Federated Learning on Non-iid Data via Local and Global Distillation
Xiaolin Zheng, Senci Ying, Fei Zheng, Jianwei Yin, Longfei Zheng, Chaochao Chen, Fengqin Dong
TL;DR
This paper addresses non-iid data challenges in federated learning by proposing FedSND, which combines client-side self-distillation with server-side noise distillation to mitigate local overfitting and global weights-shift. The method generates adaptive noisy pseudo-samples and distills knowledge across clients, enabling more robust global aggregation without relying on shared data. Experiments across vision and NLP tasks show FedSND achieves higher accuracy and better communication efficiency than state-of-the-art baselines, with ablation studies confirming the complementary benefits of both distillation modules.

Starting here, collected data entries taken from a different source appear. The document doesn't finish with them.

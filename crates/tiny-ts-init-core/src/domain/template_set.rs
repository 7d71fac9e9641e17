use std::borrow::Cow;
use std::collections::HashSet;
use std::path::{Component, Path, PathBuf};

use serde_json::Value;

use crate::domain::error::DomainError;

/// Content of a single template file.
#[derive(Debug, Clone, PartialEq)]
pub enum TemplateContent {
    /// Written verbatim.
    Text(Cow<'static, str>),
    /// Pretty-printed with two-space indentation at write time.
    Json(Value),
}

impl TemplateContent {
    /// Render to the exact bytes written to disk.
    pub fn render(&self) -> Result<String, serde_json::Error> {
        match self {
            Self::Text(text) => Ok(text.to_string()),
            Self::Json(value) => {
                let mut out = serde_json::to_string_pretty(value)?;
                out.push('\n');
                Ok(out)
            }
        }
    }
}

/// One `(relative path, content)` pair of a [`TemplateSet`].
#[derive(Debug, Clone, PartialEq)]
pub struct TemplateEntry {
    pub(crate) path: PathBuf,
    pub(crate) content: TemplateContent,
}

impl TemplateEntry {
    pub fn path(&self) -> &Path {
        &self.path
    }

    pub fn content(&self) -> &TemplateContent {
        &self.content
    }

    /// Render this entry, attributing serialization failures to its path.
    pub fn render(&self) -> Result<String, DomainError> {
        self.content
            .render()
            .map_err(|e| DomainError::Serialization {
                path: self.path.display().to_string(),
                reason: e.to_string(),
            })
    }
}

/// The fixed, ordered collection of files written by every run.
///
/// Entries are kept in insertion order; writes happen in that order.
#[derive(Debug, Clone, Default, PartialEq)]
pub struct TemplateSet {
    entries: Vec<TemplateEntry>,
}

impl TemplateSet {
    pub fn new() -> Self {
        Self::default()
    }

    pub fn add(&mut self, path: impl Into<PathBuf>, content: TemplateContent) {
        self.entries.push(TemplateEntry {
            path: path.into(),
            content,
        });
    }

    pub fn with_text(
        mut self,
        path: impl Into<PathBuf>,
        text: impl Into<Cow<'static, str>>,
    ) -> Self {
        self.add(path, TemplateContent::Text(text.into()));
        self
    }

    pub fn with_json(mut self, path: impl Into<PathBuf>, value: Value) -> Self {
        self.add(path, TemplateContent::Json(value));
        self
    }

    /// Check that the set is non-empty and every path is relative, stays
    /// inside the project directory, and appears once.
    pub fn validate(&self) -> Result<(), DomainError> {
        if self.entries.is_empty() {
            return Err(DomainError::EmptyTemplateSet);
        }

        let mut seen = HashSet::new();
        for entry in &self.entries {
            let path = &entry.path;
            let path_str = path.display().to_string();

            if path.is_absolute() || path.has_root() {
                return Err(DomainError::AbsolutePathNotAllowed { path: path_str });
            }
            if path.components().any(|c| matches!(c, Component::ParentDir)) {
                return Err(DomainError::PathEscapesRoot { path: path_str });
            }
            if !seen.insert(path.clone()) {
                return Err(DomainError::DuplicatePath { path: path_str });
            }
        }

        Ok(())
    }

    pub fn entries(&self) -> &[TemplateEntry] {
        &self.entries
    }

    pub fn paths(&self) -> impl Iterator<Item = &Path> {
        self.entries.iter().map(|e| e.path.as_path())
    }

    /// Distinct parent directories that must exist before writing, in
    /// first-seen order. Top-level files contribute nothing.
    pub fn directories(&self) -> Vec<&Path> {
        let mut dirs: Vec<&Path> = Vec::new();
        for parent in self.paths().filter_map(Path::parent) {
            if !parent.as_os_str().is_empty() && !dirs.contains(&parent) {
                dirs.push(parent);
            }
        }
        dirs
    }

    pub fn len(&self) -> usize {
        self.entries.len()
    }

    pub fn is_empty(&self) -> bool {
        self.entries.is_empty()
    }
}

impl<'a> IntoIterator for &'a TemplateSet {
    type Item = &'a TemplateEntry;
    type IntoIter = std::slice::Iter<'a, TemplateEntry>;

    fn into_iter(self) -> Self::IntoIter {
        self.entries.iter()
    }
}
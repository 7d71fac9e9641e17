use std::path::{Component, Path, PathBuf};

use crate::domain::error::DomainError;

/// Argument that selects the current working directory.
pub const CURRENT_DIR_MARKER: &str = ".";

/// Where the project is created and whether that directory is new.
///
/// Built once from the command line by [`ProjectConfig::resolve`] and never
/// mutated afterwards.
#[derive(Debug, Clone, PartialEq, Eq)]
pub struct ProjectConfig {
    target_dir: PathBuf,
    is_new_dir: bool,
}

impl ProjectConfig {
    /// Resolve the positional arguments against `cwd`.
    ///
    /// - no argument, an empty argument, or `.` → reuse `cwd` in place
    /// - any other single argument → a new directory relative to `cwd`
    ///   (absolute arguments are taken as-is)
    /// - more than one argument → [`DomainError::TooManyArguments`]
    pub fn resolve<S: AsRef<str>>(args: &[S], cwd: &Path) -> Result<Self, DomainError> {
        if args.len() > 1 {
            return Err(DomainError::TooManyArguments { count: args.len() });
        }
        if !cwd.is_absolute() {
            return Err(DomainError::RelativeWorkingDirectory {
                path: cwd.display().to_string(),
            });
        }

        let dir_arg = args
            .first()
            .map(AsRef::as_ref)
            .filter(|arg| !arg.is_empty())
            .unwrap_or(CURRENT_DIR_MARKER);

        if dir_arg == CURRENT_DIR_MARKER {
            return Ok(Self::current_dir(cwd));
        }

        Ok(Self {
            target_dir: normalize(&cwd.join(dir_arg)),
            is_new_dir: true,
        })
    }

    /// Operate on `cwd` in place.
    pub fn current_dir(cwd: &Path) -> Self {
        Self {
            target_dir: normalize(cwd),
            is_new_dir: false,
        }
    }

    pub fn target_dir(&self) -> &Path {
        &self.target_dir
    }

    pub fn is_new_dir(&self) -> bool {
        self.is_new_dir
    }

    /// Final path segment of the target directory, if it has one.
    pub fn dir_name(&self) -> Option<&str> {
        self.target_dir.file_name().and_then(|n| n.to_str())
    }

    /// Package name for the manifest: the new directory's name, or
    /// `fallback` when working in place.
    pub fn manifest_name(&self, fallback: &str) -> String {
        match (self.is_new_dir, self.dir_name()) {
            (true, Some(name)) => name.to_string(),
            _ => fallback.to_string(),
        }
    }
}

/// Lexically collapse `.` and `..` segments without touching the filesystem.
fn normalize(path: &Path) -> PathBuf {
    let mut out = PathBuf::new();
    for component in path.components() {
        match component {
            Component::CurDir => {}
            Component::ParentDir => {
                out.pop();
            }
            other => out.push(other.as_os_str()),
        }
    }
    out
}

#[cfg(test)]
mod tests {
    use super::*;

    fn cwd() -> PathBuf {
        if cfg!(windows) {
            PathBuf::from(r"C:\work")
        } else {
            PathBuf::from("/work")
        }
    }

    fn resolve(args: &[&str]) -> Result<ProjectConfig, DomainError> {
        ProjectConfig::resolve(args, &cwd())
    }

    #[test]
    fn no_argument_uses_current_directory() {
        let config = resolve(&[]).unwrap();
        assert!(!config.is_new_dir());
        assert_eq!(config.target_dir(), cwd());
    }

    #[test]
    fn dot_argument_uses_current_directory() {
        let config = resolve(&["."]).unwrap();
        assert!(!config.is_new_dir());
        assert_eq!(config.target_dir(), cwd());
    }

    #[test]
    fn empty_argument_uses_current_directory() {
        let config = resolve(&[""]).unwrap();
        assert!(!config.is_new_dir());
    }

    #[test]
    fn name_argument_creates_new_directory() {
        let config = resolve(&["my-app"]).unwrap();
        assert!(config.is_new_dir());
        assert_eq!(config.target_dir(), cwd().join("my-app"));
        assert!(config.target_dir().is_absolute());
    }

    #[test]
    fn nested_relative_path_is_resolved() {
        let config = resolve(&["apps/../tools/./cli"]).unwrap();
        assert_eq!(config.target_dir(), cwd().join("tools").join("cli"));
    }

    #[test]
    fn parent_relative_path_leaves_cwd() {
        let config = resolve(&["../sibling"]).unwrap();
        assert!(config.is_new_dir());
        assert_eq!(config.dir_name(), Some("sibling"));
        assert!(!config.target_dir().starts_with(cwd()));
    }

    #[test]
    fn trailing_separator_is_ignored() {
        let config = resolve(&["my-app/"]).unwrap();
        assert_eq!(config.dir_name(), Some("my-app"));
    }

    #[test]
    fn two_arguments_is_usage_error() {
        assert_eq!(
            resolve(&["a", "b"]).unwrap_err(),
            DomainError::TooManyArguments { count: 2 }
        );
    }

    #[test]
    fn relative_cwd_is_rejected() {
        let err = ProjectConfig::resolve(&["app"], Path::new("relative")).unwrap_err();
        assert!(matches!(err, DomainError::RelativeWorkingDirectory { .. }));
    }

    #[test]
    fn manifest_name_for_new_directory_is_dir_name() {
        let config = resolve(&["cool-tool"]).unwrap();
        assert_eq!(config.manifest_name("typescript-project"), "cool-tool");
    }

    #[test]
    fn manifest_name_in_place_is_fallback() {
        let config = resolve(&[]).unwrap();
        assert_eq!(
            config.manifest_name("typescript-project"),
            "typescript-project"
        );
    }
}
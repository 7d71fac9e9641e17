//! Unified error handling for tiny-ts-init Core.
//!
//! This module provides a unified error type that wraps domain and application
//! errors, with rich context and user-actionable suggestions.

use thiserror::Error;

use crate::application::ApplicationError;
use crate::domain::DomainError;

/// Root error type for core operations.
#[derive(Debug, Error, Clone, PartialEq)]
pub enum InitError {
    /// Errors from the domain layer (invalid input, invalid template set).
    #[error(transparent)]
    Domain(#[from] DomainError),

    /// Errors from the application layer (filesystem, installer).
    #[error(transparent)]
    Application(#[from] ApplicationError),

    /// Unexpected internal errors (bugs).
    #[error("Internal error: {message}. This is a bug, please report it.")]
    Internal { message: String },
}

impl InitError {
    /// Get user-actionable suggestions for fixing this error.
    pub fn suggestions(&self) -> Vec<String> {
        match self {
            Self::Domain(e) => e.suggestions(),
            Self::Application(e) => e.suggestions(),
            Self::Internal { .. } => vec![
                "This appears to be a bug in tiny-ts-init".into(),
                "Please report this issue at: https://github.com/cosecruz/tiny-ts-init/issues"
                    .into(),
            ],
        }
    }

    /// Get error category for display/styling purposes.
    pub fn category(&self) -> ErrorCategory {
        match self {
            Self::Domain(e) => e.category(),
            Self::Application(e) => e.category(),
            Self::Internal { .. } => ErrorCategory::Internal,
        }
    }
}

/// Error categories for UI display.
#[derive(Debug, Clone, Copy, PartialEq, Eq)]
pub enum ErrorCategory {
    /// Wrong command-line usage.
    Usage,
    /// The target location collides with something already on disk.
    Conflict,
    /// Invalid data handed to the core.
    Validation,
    /// A required external program could not be found.
    NotFound,
    /// I/O or subprocess failure.
    Internal,
}

/// Convenient result type alias.
pub type InitResult<T> = Result<T, InitError>;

The work offers a practical, data-agnostic approach to improve federated learning under realistic data heterogeneity.
Abstract
Most existing federated learning algorithms are based on the vanilla FedAvg scheme. However, with the increase of data complexity and the number of model parameters, the amount of communication traffic and the number of iteration rounds for training such algorithms increases significantly, especially in non-independently and homogeneously distributed scenarios, where they do not achieve satisfactory performance. In this work, we propose FedND: federated learning with noise distillation. The main idea is to use knowledge distillation to optimize the model training process. In the client, we propose a self-distillation method to train the local model. In the server, we generate noisy samples for each client and use them to distill other clients. Finally, the global model is obtained by the aggregation of local models. Experimental results show that the algorithm achieves the best performance and is more communication-efficient than state-of-the-art methods.